Task material below:

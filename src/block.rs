//! Block framing: local descriptor plus payload.
//!
//! ```text
//! [kind u8][comp_size varint][orig_size varint][comp_method stringz]
//! [enc_method stringz][crc32 u32 LE][payload: comp_size bytes]
//! ```
//!
//! The CRC covers the *decompressed* payload, so it catches corruption that
//! survives every decoding stage.  Encryption, when present, is the outermost
//! layer; the codec runs inside it and the dedup op stream inside that.

use byteorder::{LittleEndian, ReadBytesExt, WriteBytesExt};
use std::fmt;
use std::io::{self, Read, Seek, SeekFrom, Write};

use crate::codec::{get_codec, CodecStage};
use crate::config::Method;
use crate::crypto::KeyCache;
use crate::dedup::stream;
use crate::error::{FormatError, Result};
use crate::varint::{eof_as, read_stringz, read_varint, varint_len, write_stringz, write_varint};

#[derive(Debug, Clone, Copy, PartialEq, Eq, Hash, serde::Serialize)]
#[serde(rename_all = "lowercase")]
pub enum BlockKind {
    Data      = 1,
    Directory = 2,
}

impl BlockKind {
    pub fn from_u8(b: u8) -> Option<Self> {
        match b {
            1 => Some(BlockKind::Data),
            2 => Some(BlockKind::Directory),
            _ => None,
        }
    }
}

// ── Compression method string ────────────────────────────────────────────────

/// Parsed compression-method string.
///
/// `dedup:m2+zstd:3` for data blocks, `zstd:19` for the directory,
/// `storing` when nothing was applied.
#[derive(Debug, Clone, Copy, PartialEq, Eq)]
pub enum CompressionMethod {
    Dedup { method: Method, stage: CodecStage },
    Plain(CodecStage),
}

impl CompressionMethod {
    pub fn parse(s: &str) -> std::result::Result<Self, FormatError> {
        let unknown = || FormatError::UnknownMethod(s.to_string());
        if let Some(rest) = s.strip_prefix("dedup:m") {
            let (num, stage) = rest.split_once('+').ok_or_else(unknown)?;
            let method = num.parse::<u8>().ok().and_then(|n| Method::try_from(n).ok());
            let method = method.ok_or_else(unknown)?;
            let stage = CodecStage::parse(stage).ok_or_else(unknown)?;
            Ok(CompressionMethod::Dedup { method, stage })
        } else {
            CodecStage::parse(s).map(CompressionMethod::Plain).ok_or_else(unknown)
        }
    }

    pub fn stage(&self) -> CodecStage {
        match *self {
            CompressionMethod::Dedup { stage, .. } | CompressionMethod::Plain(stage) => stage,
        }
    }
}

impl fmt::Display for CompressionMethod {
    fn fmt(&self, f: &mut fmt::Formatter<'_>) -> fmt::Result {
        match self {
            CompressionMethod::Dedup { method, stage } => write!(f, "dedup:m{}+{stage}", method.number()),
            CompressionMethod::Plain(stage) => write!(f, "{stage}"),
        }
    }
}

// ── Local descriptor ─────────────────────────────────────────────────────────

#[derive(Debug, Clone, PartialEq, Eq, serde::Serialize)]
pub struct LocalDescriptor {
    pub kind:        BlockKind,
    pub comp_size:   u64,
    pub orig_size:   u64,
    pub comp_method: String,
    /// Empty when the block is not encrypted.
    pub enc_method:  String,
    pub crc32:       u32,
}

impl LocalDescriptor {
    pub fn encoded_len(&self) -> u64 {
        (1 + varint_len(self.comp_size)
            + varint_len(self.orig_size)
            + self.comp_method.len()
            + 1
            + self.enc_method.len()
            + 1
            + 4) as u64
    }

    pub fn is_encrypted(&self) -> bool {
        !self.enc_method.is_empty()
    }

    pub fn write<W: Write + ?Sized>(&self, writer: &mut W) -> io::Result<u64> {
        writer.write_u8(self.kind as u8)?;
        write_varint(writer, self.comp_size)?;
        write_varint(writer, self.orig_size)?;
        write_stringz(writer, &self.comp_method)?;
        write_stringz(writer, &self.enc_method)?;
        writer.write_u32::<LittleEndian>(self.crc32)?;
        Ok(self.encoded_len())
    }

    pub fn read<R: Read + ?Sized>(reader: &mut R) -> Result<Self> {
        let kind_byte = reader.read_u8().map_err(|e| eof_as(e, "block descriptor"))?;
        let kind = BlockKind::from_u8(kind_byte).ok_or(FormatError::UnknownBlockKind(kind_byte))?;
        let comp_size = read_varint(reader)?;
        let orig_size = read_varint(reader)?;
        let comp_method = read_stringz(reader)?;
        let enc_method = read_stringz(reader)?;
        let crc32 = reader
            .read_u32::<LittleEndian>()
            .map_err(|e| eof_as(e, "block descriptor"))?;
        Ok(Self { kind, comp_size, orig_size, comp_method, enc_method, crc32 })
    }
}

// ── Encoded block ────────────────────────────────────────────────────────────

/// A block ready to be written: descriptor and final payload bytes.
#[derive(Debug, Clone)]
pub struct EncodedBlock {
    pub descriptor: LocalDescriptor,
    pub payload:    Vec<u8>,
}

impl EncodedBlock {
    /// Write descriptor and payload.  Returns bytes written.
    pub fn write_to<W: Write + ?Sized>(&self, writer: &mut W) -> io::Result<u64> {
        let head = self.descriptor.write(writer)?;
        writer.write_all(&self.payload)?;
        Ok(head + self.payload.len() as u64)
    }
}

/// Compress `data` with a single codec stage, no dedup and no encryption.
pub fn encode_plain_block(kind: BlockKind, data: &[u8], stage: CodecStage) -> Result<EncodedBlock> {
    let payload = get_codec(stage.codec).compress(data, stage.level)?;
    Ok(EncodedBlock {
        descriptor: LocalDescriptor {
            kind,
            comp_size:   payload.len() as u64,
            orig_size:   data.len() as u64,
            comp_method: CompressionMethod::Plain(stage).to_string(),
            enc_method:  String::new(),
            crc32:       crc32fast::hash(data),
        },
        payload,
    })
}

/// A block payload with encryption and the codec stage removed.
pub struct Unpacked {
    method: CompressionMethod,
    bytes:  Vec<u8>,
}

impl Unpacked {
    /// Bytes before the block start its op stream refers to.
    pub fn reach(&self, desc: &LocalDescriptor) -> Result<u64> {
        match self.method {
            CompressionMethod::Dedup { .. } => Ok(stream::reach(&self.bytes, desc.orig_size)?),
            CompressionMethod::Plain(_) => Ok(0),
        }
    }
}

/// Decrypt and decompress a block payload.  Decompressed output is capped
/// at what `orig_size` allows, so a forged descriptor cannot inflate it.
pub fn unpack_payload(
    desc:    &LocalDescriptor,
    payload: &[u8],
    keys:    &mut KeyCache,
    offset:  u64,
) -> Result<Unpacked> {
    let method = CompressionMethod::parse(&desc.comp_method)?;

    let decrypted;
    let compressed: &[u8] = if desc.is_encrypted() {
        decrypted = keys.open(&desc.enc_method, payload, offset)?;
        &decrypted
    } else {
        payload
    };

    let limit = match method {
        CompressionMethod::Dedup { .. } => stream::max_stream_len(desc.orig_size),
        CompressionMethod::Plain(_) => desc.orig_size,
    };
    let bytes = get_codec(method.stage().codec).decompress(compressed, limit)?;
    Ok(Unpacked { method, bytes })
}

/// Expand an unpacked payload and verify its size and CRC.  `history` holds
/// the session bytes right before this block, oldest first.
pub fn finish_payload(
    desc:     &LocalDescriptor,
    unpacked: Unpacked,
    history:  &[&[u8]],
    offset:   u64,
) -> Result<Vec<u8>> {
    let data = match unpacked.method {
        CompressionMethod::Dedup { .. } => stream::decode_with_history(&unpacked.bytes, desc.orig_size, history)?,
        CompressionMethod::Plain(_) => unpacked.bytes,
    };

    if data.len() as u64 != desc.orig_size {
        return Err(FormatError::SizeMismatch {
            offset,
            expected: desc.orig_size,
            actual:   data.len() as u64,
        }
        .into());
    }
    let actual = crc32fast::hash(&data);
    if actual != desc.crc32 {
        return Err(FormatError::CrcMismatch { offset, descriptor: Box::new(desc.clone()), actual }.into());
    }
    Ok(data)
}

/// Undo every layer of a self-contained block payload and verify its CRC.
///
/// `offset` is the block's position in the archive, used in error reports.
pub fn decode_payload(
    desc:    &LocalDescriptor,
    payload: &[u8],
    keys:    &mut KeyCache,
    offset:  u64,
) -> Result<Vec<u8>> {
    let unpacked = unpack_payload(desc, payload, keys, offset)?;
    finish_payload(desc, unpacked, &[], offset)
}

/// Read the descriptor and raw payload of the block at `offset`.
pub fn read_block_at<R: Read + Seek + ?Sized>(reader: &mut R, offset: u64) -> Result<(LocalDescriptor, Vec<u8>)> {
    reader.seek(SeekFrom::Start(offset))?;
    let desc = LocalDescriptor::read(reader)?;
    let mut payload = Vec::new();
    (&mut *reader).take(desc.comp_size).read_to_end(&mut payload)?;
    if (payload.len() as u64) < desc.comp_size {
        return Err(FormatError::Truncated("block payload").into());
    }
    Ok((desc, payload))
}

End of Task material.

◆ **Task**
The answer must be a single number: the count of lines above that contain the word "struct".

◆ **Completed task**
3